AS OF JANUARY 1, 2013 - POSTING ON THIS BLOG WILL NO LONGER BE 'DAILY'. SWITCHING TO 'OCCASIONAL' POSTING.

Tuesday, March 20, 2012

PREDATORS


Punishing narcissists [by exposing them] is not being mean to them. It may be the only thing that can help. And, as for their victims, it is simple justice, the right thing to do for their sake too. - What Makes Narcissists Tick

What is the predator thinking? What's going on in the mystery behind those steely blue eyes? What do they see in you?

Something to love for anything but lunch?

How many tiger-tamers and lion-tamers have fooled themselves into thinking they had developed a relationship with these beasts? Fooled themselves into unknowing that every minute of every day in the cage that tiger was tempted.

That's what tiger-taming is - astounding an audience with the audacity of dangling yourself as bait before a predator.

Until one day, when out of the blue, almost off-handedly, Tiger hops down off the pedestal and eats the tamer to just be done with it already.

How many times have authorities similarly fooled themselves about a child molester, rapist, or serial killer - thinking they can safely be released from prison? Then, out on the street, bait is constantly dangled before their eyes.

Sooner or later....

One might as well expect a wolf to be lovey-dovey with lambs or expect that tiger to roam the streets without hurting anyone. It ain't gonna happen.

It's all because of the way a predator VIEWS you. There is no connection in that look. It's a tiger and you aren't - you are lunch.

A narcissist has no proper relationship with him- or her-self (N's identify with their image instead of their buried inner selves), so how can they have a proper human relationship with anyone else? They see nothing to identify with in you.

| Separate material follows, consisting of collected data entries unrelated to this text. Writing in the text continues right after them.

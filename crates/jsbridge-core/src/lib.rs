//! Core marshalling layer between script values and native engine calls.
//!
//! This crate provides:
//!
//! - **value** - the script value model the boundary works against
//! - **handle** - opaque handles wrapping native pointers, ids and byte copies
//! - **decode** - script argument → native parameter conversion
//! - **encode** - native result → script value conversion
//! - **dynamic** - the engine's tagged dynamic values
//! - **call** - generic adaptation of native function pointers
//! - **dispatch** - the exception boundary around every call
//!
//! # Usage
//!
//! ```ignore
//! use jsbridge_core::{ApiHandler, NativeFn};
//!
//! let f = NativeFn::from_function("num_units", api.num_units);
//! let function = ApiHandler::new(f).into_function();
//! let count = function.invoke(&[world])?;
//! ```

pub mod call;
pub mod decode;
pub mod dispatch;
pub mod dynamic;
pub mod encode;
pub mod error;
pub mod handle;
pub mod hash;
pub mod native;
pub mod native_fn;
pub mod scratch;
pub mod value;

pub use call::{CountedList, NativeFunction};
pub use decode::{Arguments, FromArg};
pub use dispatch::{ApiHandler, dispatch};
pub use dynamic::{DynamicScriptDataItem, DynamicTag};
pub use encode::IntoScript;
pub use error::{DecodeError, EncodeError, NativeError, PropertyError, ScriptException};
pub use handle::OpaqueHandle;
pub use hash::{IdString32, IdString64};
pub use native_fn::{NativeCallable, NativeFn};
pub use scratch::{ScratchConfig, ScratchPool};
pub use value::{
    HandlerResult, PropertyAttributes, ScriptArray, ScriptFunction, ScriptHandler, ScriptObject,
    ScriptValue,
};
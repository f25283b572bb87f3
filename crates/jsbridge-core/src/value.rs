//! The bridge's view of script values.
//!
//! [`ScriptValue`] is the minimal capability set the bridge needs from a
//! script environment: create values of each kind, read properties and array
//! elements, attach native user data to an object, and invoke a function. An
//! embedding maps these onto its engine's own handles.
//!
//! Numbers follow the script model: every number is an `f64`, and the
//! [`is_int`](ScriptValue::is_int) / [`is_uint`](ScriptValue::is_uint)
//! predicates classify integral values the way the host environment does.
//!
//! Arrays, objects and functions have reference semantics. Cloning a
//! `ScriptValue` that holds one of them shares the referent.

use std::any::Any;
use std::cell::RefCell;
use std::fmt;
use std::rc::Rc;

use bitflags::bitflags;

use crate::error::{PropertyError, ScriptException};

bitflags! {
    /// Attributes attached to an object property.
    #[derive(Debug, Clone, Copy, PartialEq, Eq, Default)]
    pub struct PropertyAttributes: u8 {
        /// Script writes are rejected.
        const READ_ONLY = 1 << 0;
        /// Hidden from key enumeration.
        const DONT_ENUM = 1 << 1;
        /// Script deletes are rejected.
        const DONT_DELETE = 1 << 2;
    }
}

// ============================================================================
// ScriptValue
// ============================================================================

/// A script value as seen from the native side of the boundary.
#[derive(Clone, Default)]
pub enum ScriptValue {
    #[default]
    Undefined,
    Null,
    Bool(bool),
    Number(f64),
    String(Rc<str>),
    Array(ScriptArray),
    Object(ScriptObject),
    Function(ScriptFunction),
}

Predators - the way to deal with them is simply to get and stay a safe distance away from them. They may resist the temptation today, but if you keep dangling bait before their eyes, sooner or later you know what is going to happen.
So let no one tell you it's mean to divorce one or cut off contact with one. I don't care how much the narcissist cries about it or even if he or she threatens suicide if you leave. People might as well tell you that you have a moral obligation to remain within striking distance of a great white shark because it's mean to stay away and let it go hungry. Absurd.

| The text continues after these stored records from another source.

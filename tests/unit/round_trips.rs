use jsbridge::{ScriptValue, handle};

use super::engine::{MY_UNIT, bridge, call};

fn unit() -> ScriptValue {
    ScriptValue::from(MY_UNIT)
}

#[test]
fn unit_position_round_trips() {
    let bridge = bridge();
    call(
        &bridge,
        "Unit",
        "set_local_position",
        &[unit(), ScriptValue::from(0), ScriptValue::from([1.5, -2.0, 8.0])],
    )
    .unwrap();

    assert_eq!(
        call(&bridge, "Unit", "local_position", &[unit(), ScriptValue::from(0)]),
        Ok(ScriptValue::from([1.5, -2.0, 8.0]))
    );
    assert_eq!(
        call(&bridge, "Unit", "local_position", &[unit(), ScriptValue::from(1)]),
        Ok(ScriptValue::from([0.0, 0.0, 0.0]))
    );
}

#[test]
fn strings_come_back_as_strings() {
    let bridge = bridge();
    assert_eq!(
        call(&bridge, "Application", "platform", &[]),
        Ok(ScriptValue::from("win32"))
    );
}

#[test]
fn unit_data_round_trips_through_the_engine() {
    let bridge = bridge();
    let set = |value: ScriptValue, keys: &[&str]| {
        let mut args = vec![unit(), value];
        args.extend(keys.iter().map(|k| ScriptValue::from(*k)));
        call(&bridge, "Unit", "set_data", &args).unwrap();
    };
    let get = |keys: &[&str]| {
        let mut args = vec![unit()];
        args.extend(keys.iter().map(|k| ScriptValue::from(*k)));
        call(&bridge, "Unit", "get_data", &args).unwrap()
    };

    set(ScriptValue::from(75.0), &["stats", "health"]);
    set(ScriptValue::from([0.0, 1.0, 2.0]), &["spawn"]);
    set(ScriptValue::from("ogre"), &["kind"]);
    set(ScriptValue::Bool(true), &["hostile"]);
    set(handle::wrap_id(0xfeed), &["owner"]);

    assert_eq!(get(&["stats", "health"]), ScriptValue::from(75.0));
    assert_eq!(get(&["spawn"]), ScriptValue::from([0.0, 1.0, 2.0]));
    assert_eq!(get(&["kind"]), ScriptValue::from("ogre"));
    assert_eq!(get(&["hostile"]), ScriptValue::Bool(true));
    assert_eq!(handle::id_of(&get(&["owner"])), 0xfeed);
    assert_eq!(get(&["stats"]), ScriptValue::Undefined);

    assert_eq!(
        call(&bridge, "Unit", "has_data", &[unit(), "kind".into()]),
        Ok(ScriptValue::Bool(true))
    );
    assert_eq!(
        call(&bridge, "Unit", "has_data", &[unit(), "missing".into()]),
        Ok(ScriptValue::Bool(false))
    );
}

#[test]
fn matrices_are_not_dynamic_values() {
    let bridge = bridge();
    let matrix: Vec<ScriptValue> = (0..16).map(|i| ScriptValue::from(i as f64)).collect();
    let err = call(
        &bridge,
        "Unit",
        "set_data",
        &[unit(), matrix.into(), "pose".into()],
    )
    .unwrap_err();
    assert!(err.message().starts_with("Failed to execute `set_data`.\n"));
}
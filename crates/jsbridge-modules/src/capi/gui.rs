use std::ffi::c_char;

use jsbridge_core::native::{CApiGui, CApiMaterial, CApiViewport, CApiWindow, Vector2, Vector4};

/// Immediate and retained 2D gui primitives. Primitives are addressed by id.
#[repr(C)]
#[derive(Debug, Clone, Copy)]
pub struct GuiCApi {
    pub material: extern "C" fn(gui: *mut CApiGui, resource_id: u64) -> *mut CApiMaterial,
    pub rect: extern "C" fn(
        gui: *mut CApiGui,
        pos: *const Vector2,
        layer: u32,
        size: *const Vector2,
        color: *const Vector4,
    ) -> u32,
    pub update_rect: extern "C" fn(
        gui: *mut CApiGui,
        id: u32,
        pos: *const Vector2,
        layer: u32,
        size: *const Vector2,
        color: *const Vector4,
    ),
    pub destroy_rect: extern "C" fn(gui: *mut CApiGui, id: u32),
    pub bitmap: extern "C" fn(
        gui: *mut CApiGui,
        material: *mut CApiMaterial,
        pos: *const Vector2,
        layer: u32,
        size: *const Vector2,
        color: *const Vector4,
    ) -> u32,
    pub update_bitmap: extern "C" fn(
        gui: *mut CApiGui,
        id: u32,
        material: *mut CApiMaterial,
        pos: *const Vector2,
        layer: u32,
        size: *const Vector2,
        color: *const Vector4,
        uv00: *const Vector2,
        uv11: *const Vector2,
    ),
    pub destroy_bitmap: extern "C" fn(gui: *mut CApiGui, id: u32),
    pub text: extern "C" fn(
        gui: *mut CApiGui,
        text: *const c_char,
        font_id: u64,
        font_size: f32,
        pos: *const Vector2,
        layer: u32,
        color: *const Vector4,
    ) -> u32,
    pub destroy_text: extern "C" fn(gui: *mut CApiGui, id: u32),
    pub set_visible: extern "C" fn(gui: *mut CApiGui, visible: i32),
    pub is_visible: extern "C" fn(gui: *mut CApiGui) -> i32,
    pub resolution: extern "C" fn(
        viewport: *mut CApiViewport,
        window: *mut CApiWindow,
        out_width: *mut u32,
        out_height: *mut u32,
    ),
}
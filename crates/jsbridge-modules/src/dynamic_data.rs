//! `has_data`, `get_data` and `set_data` for objects carrying script data.
//!
//! Every trailing argument after the object (and the value, for `set_data`)
//! is one key of the nested key path.

use std::ffi::c_char;

use jsbridge_core::{Arguments, DecodeError, DynamicScriptDataItem, FromArg, ScriptValue};
use jsbridge_registry::{Module, RegistrationError};

use crate::capi::DynamicScriptDataCApi;

/// Arena array of the C string keys starting at argument `first`.
fn keys(args: &Arguments<'_>, first: usize) -> Result<(u32, *const *const c_char), DecodeError> {
    let keys = (first..args.len())
        .map(|i| args.get::<*const c_char>(i))
        .collect::<Result<Vec<_>, _>>()?;
    Ok((keys.len() as u32, args.alloc_slice(&keys)))
}

/// Add the three data functions for objects of type `T` to `module`.
pub fn bind_dynamic_data<T>(
    module: &mut Module,
    api: &DynamicScriptDataCApi<T>,
) -> Result<(), RegistrationError>
where
    T: FromArg + Copy + 'static,
{
    let has_data = api.has_data;
    module.register_native("has_data", move |args| {
        let object = args.get::<T>(0)?;
        let (num_keys, keys) = keys(args, 1)?;
        Ok(ScriptValue::Bool(has_data(object, num_keys, keys) != 0))
    })?;

    let get_data = api.get_data;
    module.register_native("get_data", move |args| {
        let object = args.get::<T>(0)?;
        let (num_keys, keys) = keys(args, 1)?;
        Ok(get_data(object, num_keys, keys).to_script()?)
    })?;

    let set_data = api.set_data;
    module.register_native("set_data", move |args| {
        let object = args.get::<T>(0)?;
        let value = args.get::<DynamicScriptDataItem>(1)?;
        let (num_keys, keys) = keys(args, 2)?;
        set_data(object, value, num_keys, keys);
        Ok(ScriptValue::Undefined)
    })?;

    Ok(())
}
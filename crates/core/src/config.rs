use crate::deadline::DEFAULT_COLLABORATOR_TIMEOUT;
use crate::error::ConfigError;
use crate::models::ScoringOptions;
use figment::{
    providers::{Env, Format, Toml},
    Figment,
};
use serde::{Deserialize, Serialize};
use std::path::{Path, PathBuf};
use std::time::Duration;
use url::Url;

pub const DEFAULT_CONFIG_FILE: &str = "brew-search.toml";
pub const ENV_PREFIX: &str = "BREW_SEARCH_";

#[derive(Debug, Clone, PartialEq, Serialize, Deserialize)]
pub struct EndpointConfig {
    pub endpoint: String,
    #[serde(default, skip_serializing_if = "Option::is_none")]
    pub api_key: Option<String>,
}

impl EndpointConfig {
    pub fn url(&self) -> Result<Url, ConfigError> {
        Url::parse(&self.endpoint).map_err(|source| ConfigError::Endpoint {
            endpoint: self.endpoint.clone(),
            source,
        })
    }
}

#[derive(Debug, Clone, PartialEq, Serialize, Deserialize)]
#[serde(default)]
pub struct EngineConfig {
    pub scoring: ScoringOptions,
    pub collaborator_timeout_ms: u64,
    pub max_suggestions: usize,
    pub history_dir: PathBuf,
    #[serde(skip_serializing_if = "Option::is_none")]
    pub remote_search: Option<EndpointConfig>,
    #[serde(skip_serializing_if = "Option::is_none")]
    pub image_analysis: Option<EndpointConfig>,
}

impl Default for EngineConfig {
    fn default() -> Self {
        Self {
            scoring: ScoringOptions::default(),
            collaborator_timeout_ms: DEFAULT_COLLABORATOR_TIMEOUT.as_millis() as u64,
            max_suggestions: 5,
            history_dir: PathBuf::from(".brew-search"),
            remote_search: None,
            image_analysis: None,
        }
    }
}

impl EngineConfig {
    /// The TOML file, then `BREW_SEARCH_*` variables
    /// (`BREW_SEARCH_SCORING__MAX_RESULTS=5`), over serde defaults.
    pub fn figment(path: Option<&Path>) -> Figment {
        let file = path.unwrap_or_else(|| Path::new(DEFAULT_CONFIG_FILE));
        Figment::new()
            .merge(Toml::file(file))
            .merge(Env::prefixed(ENV_PREFIX).split("__"))
    }

    pub fn load(path: Option<&Path>) -> Result<Self, ConfigError> {
        Self::from_figment(Self::figment(path))
    }

    pub fn from_figment(figment: Figment) -> Result<Self, ConfigError> {
        let config: EngineConfig = figment.extract()?;
        config.validate()?;
        Ok(config)
    }

    pub fn validate(&self) -> Result<(), ConfigError> {
        for endpoint in [&self.remote_search, &self.image_analysis].into_iter().flatten() {
            endpoint.url()?;
        }
        Ok(())
    }

    pub fn collaborator_timeout(&self) -> Duration {
        Duration::from_millis(self.collaborator_timeout_ms)
    }
}

#[cfg(test)]
mod tests {
    use super::*;
    use std::io::Write;

    #[test]
    fn defaults_match_documented_values() {
        let config = EngineConfig::default();
        assert_eq!(config.collaborator_timeout(), Duration::from_secs(9));
        assert_eq!(config.max_suggestions, 5);
        assert_eq!(config.scoring.max_results, 20);
        assert!(config.scoring.boost_popular);
        assert!(config.remote_search.is_none());
    }

    #[test]
    fn toml_overrides_only_what_it_names() {
        let figment = Figment::new().merge(Toml::string(
            r#"
            max_suggestions = 3

            [scoring]
            maxResults = 7

            [remote_search]
            endpoint = "https://search.example.com/v1/query"
            api_key = "secret"
            "#,
        ));

        let config = EngineConfig::from_figment(figment).expect("config should load");
        assert_eq!(config.max_suggestions, 3);
        assert_eq!(config.scoring.max_results, 7);
        assert!(config.scoring.boost_popular);
        assert_eq!(config.collaborator_timeout_ms, 9_000);
        assert_eq!(
            config.remote_search.and_then(|remote| remote.api_key).as_deref(),
            Some("secret")
        );
    }

    #[test]
    fn invalid_endpoint_is_rejected() {
        let figment = Figment::new().merge(Toml::string(
            r#"
            [image_analysis]
            endpoint = "not a url"
            "#,
        ));

        assert!(matches!(
            EngineConfig::from_figment(figment),
            Err(ConfigError::Endpoint { .. })
        ));
    }

    #[test]
    fn loads_from_file_and_tolerates_a_missing_one() {
        let mut file = tempfile::NamedTempFile::new().expect("temp file");
        writeln!(file, "collaborator_timeout_ms = 250").expect("write config");

        let config = EngineConfig::load(Some(file.path())).expect("config should load");
        assert_eq!(config.collaborator_timeout(), Duration::from_millis(250));

        let missing = file.path().with_extension("absent.toml");
        let config =
            EngineConfig::load(Some(&missing)).expect("missing file falls back to defaults");
        assert_eq!(config.max_suggestions, 5);
    }
}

A predator has no RIGHT to prey, no claim on your life that you must fulfill by allowing them to use you as their whipping boy.


It's just too bad that they will be sad and unhappy without one, because that's THEIR problem: you have a right to pursue your own happiness.

2 comments:

Anonymous said...

Yes absolutely correct we should not change to anyone we should always be what we are and how we are .
Its very dangerous now a days since we will not be knowing that predator has catch hold of us emotionally or physically.

Archana Shekar
online safety advisor-www.8falcons.com

Anonymous said...

great advice...one of your exposed predators tracked me throughout the internet, visiting organisations websites and my personal pages; he went on an intel gathering spree then approached me with the strangest of questions; within a few days, he began demanding I cease contact with individuals, began sharing stories that made no sense based on our conversations and lied, lied, lied.

I ceased communication with him after forwarding these correspondence and threats onto authorities.

The sense of entitlement that these predators attempt to seize is full of audacity. The communication has nothing to do with you as a person. Their tricks and game playing needs exposure.

If you see anything in the article above coming from the person contacting you, let the bells sound and run the other way!